RIDE

is an evening-length theatrical performance that explores the sensuous and archetypal bond between horse and human through a powerful mix of music, dance and aerial ballet. RIDE grows from my deepest and most abiding passions: dance and horses. It is rooted in the theme of the horse as the beloved, and inspired by this line by poet James Wright: "Yet the earth contains the horse as a remembrancer of wild arenas we avoid." Horses dance. Theirs is the language of movement, consummately perfected, because as prey animals, their lives depend upon its precision and economy. The rhythms are those of their gaits: walk, trot, canter, gallop. The sounds and feelings of those rhythms are known to us. We feel them in our blood.
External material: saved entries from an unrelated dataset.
// src/fetch.rs

//! Artifact retrieval collaborators
//!
//! The conversion engine never talks to the network directly; it asks a
//! [`Fetcher`] for the bytes behind a locator. Failures surface as
//! [`Error::Retrieval`] and are not retried here — retry policy belongs to
//! the caller.

use crate::error::{Error, Result};
use reqwest::blocking::Client;
use std::path::Path;
use std::time::Duration;
use tracing::debug;

/// Default timeout for HTTP requests (30 seconds)
const HTTP_TIMEOUT: Duration = Duration::from_secs(30);

/// Retrieves raw artifact content for a locator
///
/// Implementations must be shareable across conversion workers.
pub trait Fetcher: Send + Sync {
    /// Fetch the full content behind a locator
    fn fetch(&self, locator: &str) -> Result<Vec<u8>>;
}

/// Fetcher for HTTP(S) locators using a blocking client
pub struct HttpFetcher {
    client: Client,
}

impl HttpFetcher {
    /// Create a fetcher with the default timeout
    pub fn new() -> Result<Self> {
        Self::with_timeout(HTTP_TIMEOUT)
    }

    /// Create a fetcher with a caller-supplied timeout
    ///
    /// A timed-out request fails that one retrieval; it never hangs the
    /// conversion session.
    pub fn with_timeout(timeout: Duration) -> Result<Self> {
        let client = Client::builder()
            .timeout(timeout)
            .build()
            .map_err(|e| Error::Retrieval(format!("failed to create HTTP client: {e}")))?;
        Ok(Self { client })
    }
}

impl Fetcher for HttpFetcher {
    fn fetch(&self, locator: &str) -> Result<Vec<u8>> {
        debug!("Fetching {}", locator);

        let response = self
            .client
            .get(locator)
            .send()
            .map_err(|e| Error::Retrieval(format!("request to {locator} failed: {e}")))?;

        if !response.status().is_success() {
            return Err(Error::Retrieval(format!(
                "HTTP {} fetching {}",
                response.status(),
                locator
            )));
        }

        let bytes = response
            .bytes()
            .map_err(|e| Error::Retrieval(format!("failed to read body of {locator}: {e}")))?;

        Ok(bytes.to_vec())
    }
}

/// Fetcher for local filesystem locators
///
/// Accepts plain paths and `file://` URLs; used by directory-backed indexes
/// and in tests.
pub struct FileFetcher;

impl Fetcher for FileFetcher {
    fn fetch(&self, locator: &str) -> Result<Vec<u8>> {
        let path = locator.strip_prefix("file://").unwrap_or(locator);
        debug!("Reading {}", path);

        std::fs::read(Path::new(path))
            .map_err(|e| Error::Retrieval(format!("cannot read {path}: {e}")))
    }
}

/// Fetcher dispatching on locator scheme
///
/// Indexes can mix HTTP locators with local paths; this routes each fetch to
/// the right backend. The CLI's default fetcher.
pub struct AutoFetcher {
    http: HttpFetcher,
}

impl AutoFetcher {
    pub fn new(timeout: Duration) -> Result<Self> {
        Ok(Self {
            http: HttpFetcher::with_timeout(timeout)?,
        })
    }
}

impl Fetcher for AutoFetcher {
    fn fetch(&self, locator: &str) -> Result<Vec<u8>> {
        if locator.starts_with("http://") || locator.starts_with("https://") {
            self.http.fetch(locator)
        } else {
            FileFetcher.fetch(locator)
        }
    }
}

#[cfg(test)]
mod tests {
    use super::*;
    use std::io::Write;

    #[test]
    fn test_file_fetcher_reads_plain_path() {
        let mut tmp = tempfile::NamedTempFile::new().unwrap();
        tmp.write_all(b"artifact bytes").unwrap();

        let bytes = FileFetcher.fetch(tmp.path().to_str().unwrap()).unwrap();
        assert_eq!(bytes, b"artifact bytes");
    }

    #[test]
    fn test_file_fetcher_strips_file_scheme() {
        let mut tmp = tempfile::NamedTempFile::new().unwrap();
        tmp.write_all(b"x").unwrap();

        let locator = format!("file://{}", tmp.path().display());
        assert_eq!(FileFetcher.fetch(&locator).unwrap(), b"x");
    }

    #[test]
    fn test_file_fetcher_missing_path_is_retrieval_error() {
        let err = FileFetcher.fetch("/does/not/exist.tar.gz").unwrap_err();
        assert!(matches!(err, Error::Retrieval(_)));
    }
}
// src/version.rs

//! Version handling and constraint satisfaction for pip-style versions
//!
//! Parses dotted version strings as they appear on package indexes and
//! evaluates the constraint operators used in requirement strings
//! (`==`, `!=`, `>`, `>=`, `<`, `<=`, comma-joined conjunctions).

use crate::error::{Error, Result};
use semver::Version as SemVersion;
use serde::{Deserialize, Serialize};
use std::cmp::Ordering;
use std::fmt;
use std::hash::{Hash, Hasher};

/// A parsed package version
///
/// Source-ecosystem versions are not guaranteed to be semver-compliant
/// ("1.0", "2.0.1.post1"), so comparison uses semver where the string parses
/// and falls back to numeric segment-wise comparison otherwise.
///
/// Equality follows the same padded comparison as ordering: "1.0" and
/// "1.0.0" are the same version. `Hash` matches via a canonical segment
/// form.
#[derive(Debug, Clone, Serialize, Deserialize)]
#[serde(try_from = "String")]
pub struct Version(String);

impl Version {
    /// Parse a version string
    ///
    /// Accepts any non-empty dotted string whose first segment is numeric:
    /// - "1.0" and "1.2.3" parse
    /// - "1.9.post2" parses (suffix segments compared lexicographically)
    /// - "" and "not-a-version" are rejected
    pub fn parse(s: &str) -> Result<Self> {
        let s = s.trim();
        if s.is_empty() {
            return Err(Error::InvalidVersion("empty version string".to_string()));
        }
        let first = s.split('.').next().unwrap_or("");
        if first.parse::<u64>().is_err() {
            return Err(Error::InvalidVersion(format!(
                "version '{}' does not start with a numeric segment",
                s
            )));
        }
        Ok(Self(s.to_string()))
    }

    /// The original version string
    pub fn as_str(&self) -> &str {
        &self.0
    }

    /// Convert to a semver::Version for comparison
    ///
    /// Pads missing components with zeros ("1.9" compares as 1.9.0).
    fn to_semver(&self) -> Option<SemVersion> {
        if let Ok(v) = SemVersion::parse(&self.0) {
            return Some(v);
        }
        let parts: Vec<&str> = self.0.split('.').collect();
        let major = parts.first()?.parse::<u64>().ok()?;
        let minor = parts.get(1).and_then(|s| s.parse::<u64>().ok()).unwrap_or(0);
        let patch = parts.get(2).and_then(|s| s.parse::<u64>().ok()).unwrap_or(0);
        // Only trust the padded form for up to three all-numeric segments;
        // suffixed ("1.0.post1") and longer ("1.2.3.4") versions go through
        // segment comparison.
        if parts.len() <= 3 && parts.iter().all(|p| p.parse::<u64>().is_ok()) {
            Some(SemVersion::new(major, minor, patch))
        } else {
            None
        }
    }

    /// Compare segment-wise: numeric segments numerically, the rest
    /// lexicographically, missing segments count as zero
    fn compare_segments(&self, other: &Version) -> Ordering {
        let a: Vec<&str> = self.0.split('.').collect();
        let b: Vec<&str> = other.0.split('.').collect();
        let len = a.len().max(b.len());

        for i in 0..len {
            let sa = a.get(i).copied().unwrap_or("0");
            let sb = b.get(i).copied().unwrap_or("0");
            let ord = match (sa.parse::<u64>(), sb.parse::<u64>()) {
                (Ok(na), Ok(nb)) => na.cmp(&nb),
                _ => sa.cmp(sb),
            };
            if ord != Ordering::Equal {
                return ord;
            }
        }
        Ordering::Equal
    }
}

impl Ord for Version {
    fn cmp(&self, other: &Self) -> Ordering {
        match (self.to_semver(), other.to_semver()) {
            (Some(a), Some(b)) => a.cmp(&b),
            _ => self.compare_segments(other),
        }
    }
}

impl PartialOrd for Version {
    fn partial_cmp(&self, other: &Self) -> Option<Ordering> {
        Some(self.cmp(other))
    }
}

// Equality must agree with Ord, which zero-pads: "1.0" == "1.0.0".
impl PartialEq for Version {
    fn eq(&self, other: &Self) -> bool {
        self.cmp(other) == Ordering::Equal
    }
}

impl Eq for Version {}

impl Hash for Version {
    fn hash<H: Hasher>(&self, state: &mut H) {
        // Canonical segment form: numeric segments lose leading zeros,
        // trailing zero segments drop, so equal versions hash identically.
        let mut segments: Vec<String> = self
            .0
            .split('.')
            .map(|s| match s.parse::<u64>() {
                Ok(n) => n.to_string(),
                Err(_) => s.to_string(),
            })
            .collect();
        while segments.last().map(String::as_str) == Some("0") {
            segments.pop();
        }
        segments.hash(state);
    }
}

impl TryFrom<String> for Version {
    type Error = Error;

    fn try_from(s: String) -> Result<Self> {
        Version::parse(&s)
    }
}

impl fmt::Display for Version {
    fn fmt(&self, f: &mut fmt::Formatter<'_>) -> fmt::Result {
        write!(f, "{}", self.0)
    }
}

/// Version constraint operators
#[derive(Debug, Clone, PartialEq, Eq)]
pub enum VersionConstraint {
    /// Any version is acceptable
    Any,
    /// Exact version match
    Exact(Version),
    /// Not equal
    NotEqual(Version),
    /// Greater than
    GreaterThan(Version),
    /// Greater than or equal
    GreaterOrEqual(Version),
    /// Less than
    LessThan(Version),
    /// Less than or equal
    LessOrEqual(Version),
    /// Both constraints must be satisfied (for ranges like ">=1.0,<2.0")
    And(Box<VersionConstraint>, Box<VersionConstraint>),
}

impl VersionConstraint {
    /// Parse a constraint string
    ///
    /// Examples:
    /// - "" or "*" → Any
    /// - "==1.5.0" → Exact(1.5.0)
    /// - ">=1.0,<2.0" → And(GreaterOrEqual(1.0), LessThan(2.0))
    /// - ">=1.0,<2.0,!=1.5" folds left into nested And
    pub fn parse(s: &str) -> Result<Self> {
        let s = s.trim();

        if s.is_empty() || s == "*" {
            return Ok(VersionConstraint::Any);
        }

        // Comma-joined conjunctions fold left
        if s.contains(',') {
            let mut parts = s.split(',').map(str::trim);
            let mut acc = Self::parse_single(parts.next().unwrap_or(""))?;
            for part in parts {
                let next = Self::parse_single(part)?;
                acc = VersionConstraint::And(Box::new(acc), Box::new(next));
            }
            return Ok(acc);
        }

        Self::parse_single(s)
    }

    fn parse_single(s: &str) -> Result<Self> {
        let s = s.trim();
        if let Some(rest) = s.strip_prefix(">=") {
            Ok(VersionConstraint::GreaterOrEqual(Version::parse(rest)?))
        } else if let Some(rest) = s.strip_prefix("<=") {
            Ok(VersionConstraint::LessOrEqual(Version::parse(rest)?))
        } else if let Some(rest) = s.strip_prefix("==") {
            Ok(VersionConstraint::Exact(Version::parse(rest)?))
        } else if let Some(rest) = s.strip_prefix("!=") {
            Ok(VersionConstraint::NotEqual(Version::parse(rest)?))
        } else if let Some(rest) = s.strip_prefix('>') {
            Ok(VersionConstraint::GreaterThan(Version::parse(rest)?))
        } else if let Some(rest) = s.strip_prefix('<') {
            Ok(VersionConstraint::LessThan(Version::parse(rest)?))
        } else if let Some(rest) = s.strip_prefix('=') {
            Ok(VersionConstraint::Exact(Version::parse(rest)?))
        } else {
            // Bare version means exact match
            Ok(VersionConstraint::Exact(Version::parse(s)?))
        }
    }

    /// Check if a version satisfies this constraint
    pub fn satisfies(&self, version: &Version) -> bool {
        match self {
            VersionConstraint::Any => true,
            VersionConstraint::Exact(v) => version == v,
            VersionConstraint::NotEqual(v) => version != v,
            VersionConstraint::GreaterThan(v) => version > v,
            VersionConstraint::GreaterOrEqual(v) => version >= v,
            VersionConstraint::LessThan(v) => version < v,
            VersionConstraint::LessOrEqual(v) => version <= v,
            VersionConstraint::And(a, b) => a.satisfies(version) && b.satisfies(version),
        }
    }
}

impl fmt::Display for VersionConstraint {
    fn fmt(&self, f: &mut fmt::Formatter<'_>) -> fmt::Result {
        match self {
            VersionConstraint::Any => write!(f, "*"),
            VersionConstraint::Exact(v) => write!(f, "=={}", v),
            VersionConstraint::NotEqual(v) => write!(f, "!={}", v),
            VersionConstraint::GreaterThan(v) => write!(f, ">{}", v),
            VersionConstraint::GreaterOrEqual(v) => write!(f, ">={}", v),
            VersionConstraint::LessThan(v) => write!(f, "<{}", v),
            VersionConstraint::LessOrEqual(v) => write!(f, "<={}", v),
            VersionConstraint::And(a, b) => write!(f, "{},{}", a, b),
        }
    }
}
The shape of RIDE is a non-linear journey of encounters between horse and human, each one complete unto itself, the sequence of scenes building to a poetic whole. Through the shared language of movement, the dance speaks to our desire for connection and the power of the human-horse bond. With dancers Ingrid Schatz, Dillon Paul, DeAnna Pellecchia, Mia Keinanen, Alisa Cardone, Harriett Jastremsky. Riders Paula Josa-Jones, Francesca Kelly, Jessica Benjamin, Lindsay Smith, Megan Smith, and Lauren Withers. Horses Goliath, Bijli, Roy Wind, Norman and Judge.

FROM THE AUDIENCE

There are few who can establish themselves as original creative artists; what Paula Josa-Jones has done is to bring each aspect of the combined arts of equitation and dance into a new and sublime focus.
Carly Simon

How can I express the majesty of your performance, the concept and the soul-drive choreography? I witnessed a miracle: the connection between horse and woman, the darkened earth beneath hooves and art. I wept when the dancer put her face to Norman's nostrils as if she were whispering to God.
Carol Dine, author of Places in the Bone: A Memoir

I cannot imagine my life without having seen it.
Sidney Morris

I watched RIDE last night and realized that my jaw did not close throughout. I gaped. The earthbound and the ethereal -- what horses are innately -- realized as movement by humans alone, in partnership with each other, and in partnership with horses. The score seemed to me to be what the horses would have chosen for themselves. I kept thinking of that great line from The Music Man: "Head in the clouds, feet on the ground." I could have watched for hours. I have never before felt movement contained in two dimensions on a screen, reach and and summon me into it, heart and all. What you are doing is simply amazing.